The distribution of Met-enkephalin (ENK), substance P (SP) and serotonin (5-HT) differs between the core and shell regions of the mesencephalic and diencephalic auditory nuclei of the turtle [Belekhova et al., 2002]. These neurochemical distinctions are also found in other tetrapods (mammals, birds and amphibians). The distribution of ENK, SP and 5-HT was examined in the core and shell regions of both mesencephalic and diencephalic auditory nuclei, and in the telencephalic auditory areas of Bengalese finches (Lonchura striata) and mice (Mus musculus), as well as in corresponding auditory areas in toads (Bufo bufo). ENK, SP and 5-HT immunoreactive fibers and perikarya were largely absent from the core regions of both mesencephalic and diencephalic auditory nuclei, in comparison with the shell regions of mice and Bengalese finches. In the toad, however, this pattern was observed in the mesencephalic auditory nucleus, but not in the diencephalic auditory areas.

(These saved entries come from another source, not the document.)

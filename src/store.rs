//! In-memory store: competitors, and one bracket per tournament behind its own lock.

use crate::models::{Bracket, Competitor, CompetitorId, MatchId, Tournament, TournamentId};
use parking_lot::{Mutex, RwLock};
use std::collections::HashMap;
use std::sync::Arc;

/// Shared store for all tournaments. Operations on different tournaments do
/// not contend; operations on the same tournament are serialized.
#[derive(Default)]
pub struct Store {
    competitors: RwLock<HashMap<CompetitorId, Competitor>>,
    tournaments: RwLock<HashMap<TournamentId, Arc<Mutex<Bracket>>>>,
    /// Which tournament each match belongs to.
    matches: RwLock<HashMap<MatchId, TournamentId>>,
}

impl Store {
    pub fn new() -> Self {
        Self::default()
    }

    pub fn insert_competitor(&self, competitor: Competitor) {
        self.competitors.write().insert(competitor.id, competitor);
    }

    pub fn competitor(&self, id: CompetitorId) -> Option<Competitor> {
        self.competitors.read().get(&id).cloned()
    }

    /// All competitors, oldest first.
    pub fn competitors(&self) -> Vec<Competitor> {
        let mut all: Vec<Competitor> = self.competitors.read().values().cloned().collect();
        all.sort_by_key(|c| (c.created_at, c.id));
        all
    }

    pub fn insert_tournament(&self, tournament: Tournament) {
        let id = tournament.id;
        self.tournaments
            .write()
            .insert(id, Arc::new(Mutex::new(Bracket::new(tournament))));
    }

    /// Snapshot of a tournament with its participations and matches.
    pub fn bracket(&self, id: TournamentId) -> Option<Bracket> {
        let entry = self.tournaments.read().get(&id).cloned()?;
        let bracket = entry.lock().clone();
        Some(bracket)
    }

    pub fn tournament_of_match(&self, match_id: MatchId) -> Option<TournamentId> {
        self.matches.read().get(&match_id).copied()
    }

    /// Run `f` against a draft of the tournament's bracket as one unit of work.
    ///
    /// The draft replaces the stored bracket only if `f` returns `Ok`; on `Err`
    /// nothing changes. `None` if the tournament does not exist.
    pub fn update<T, E>(
        &self,
        id: TournamentId,
        f: impl FnOnce(&mut Bracket) -> Result<T, E>,
    ) -> Option<Result<T, E>> {
        let entry = self.tournaments.read().get(&id).cloned()?;
        let mut bracket = entry.lock();
        let mut draft = bracket.clone();
        let outcome = f(&mut draft);
        if outcome.is_ok() {
            if draft.matches.len() != bracket.matches.len() {
                let mut index = self.matches.write();
                for m in &draft.matches {
                    index.insert(m.id, id);
                }
            }
            *bracket = draft;
        }
        Some(outcome)
    }
}

#[cfg(test)]
mod tests {
    use super::*;
    use crate::models::{Participation, TournamentError};

    #[test]
    fn failed_update_leaves_bracket_untouched() {
        let store = Store::new();
        let tournament = Tournament::new("Cup").unwrap();
        let id = tournament.id;
        store.insert_tournament(tournament);

        let outcome = store.update(id, |b| {
            b.participations.push(Participation::new(uuid::Uuid::new_v4()));
            Err::<(), _>(TournamentError::NotStarted)
        });
        assert_eq!(outcome, Some(Err(TournamentError::NotStarted)));
        assert!(store.bracket(id).unwrap().participations.is_empty());

        let outcome = store.update(id, |b| {
            b.participations.push(Participation::new(uuid::Uuid::new_v4()));
            Ok::<_, TournamentError>(())
        });
        assert_eq!(outcome, Some(Ok(())));
        assert_eq!(store.bracket(id).unwrap().participations.len(), 1);
    }

    #[test]
    fn unknown_tournament_is_none() {
        let store = Store::new();
        let outcome = store.update(uuid::Uuid::new_v4(), |_| Ok::<_, TournamentError>(()));
        assert!(outcome.is_none());
        assert!(store.bracket(uuid::Uuid::new_v4()).is_none());
    }
}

ENK and SP immunoreactive perikarya were detected in the telencephalic auditory area of mice, whereas no ENK, SP or 5-HT immunolabeling was observed in the telencephalic auditory area (Field L) of Bengalese finches. These findings are discussed in terms of the evolution of the core-and-shell organization of auditory nuclei of tetrapods.

Comparative distribution of GABAergic and peptide-containing neurons in the lateral lemniscal nuclei of the rat

By immunostaining, neurons expressing peptides (dynorphin and corticotropin-releasing factor, CRF) and glutamate decarboxylase (GAD), a GABA-synthesizing enzyme, were precisely mapped in the rat lateral lemniscal nuclei. While GAD neurons were numerous and preferably localized in the dorsal (DLL) and ventral (VLL) nuclei, neurons expressing these peptides were less numerous and localized primarily in the intermediate (ILL) nucleus of the lateral lemniscus. The ILL nucleus was shown to project to the inferior colliculus and to express Fos rapidly in response to peripheral acoustic stimulation, suggesting that the ILL nucleus may take part in non-GABAergic relay of acoustic information in the lateral lemniscus.